The problem >>
Lines from the top of the entries through the line that has "pub trait FairnessQueue" must be duplicated exactly, and no others.

Data to use >>
◆ ◆ ◆
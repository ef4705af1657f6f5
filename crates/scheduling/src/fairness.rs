//! Fairness Seams
//!
//! The fairness cost function lives outside this crate. Mid-round it
//! ranks queues through these two capabilities: a view of a queue's
//! current allocation and weight, and a single-method provider turning
//! that view into a scalar cost.

use convoy_core::ResourceVector;
use std::fmt;

/// Read-only view of a queue as the fairness cost function sees it.
pub trait FairnessQueue {
    /// Total resources currently allocated to the queue, including jobs
    /// scheduled earlier in the ongoing round.
    fn allocation(&self) -> &ResourceVector;

    /// Fair-share weight of the queue relative to other queues.
    fn weight(&self) -> f64;
}

/// External provider of per-queue fairness costs.
pub trait CostProvider: fmt::Debug + Send + Sync {
    fn cost_from_queue(&self, queue: &dyn FairnessQueue) -> f64;
}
◆ ◆ ◆
Solution to this exercise >>
repository ef4705af1657f6f5
filename crates/scheduling/src/fairness.rs
//! Fairness Seams
//!
//! The fairness cost function lives outside this crate. Mid-round it
//! ranks queues through these two capabilities: a view of a queue's
//! current allocation and weight, and a single-method provider turning
//! that view into a scalar cost.

use convoy_core::ResourceVector;
use std::fmt;

/// Read-only view of a queue as the fairness cost function sees it.
pub trait FairnessQueue {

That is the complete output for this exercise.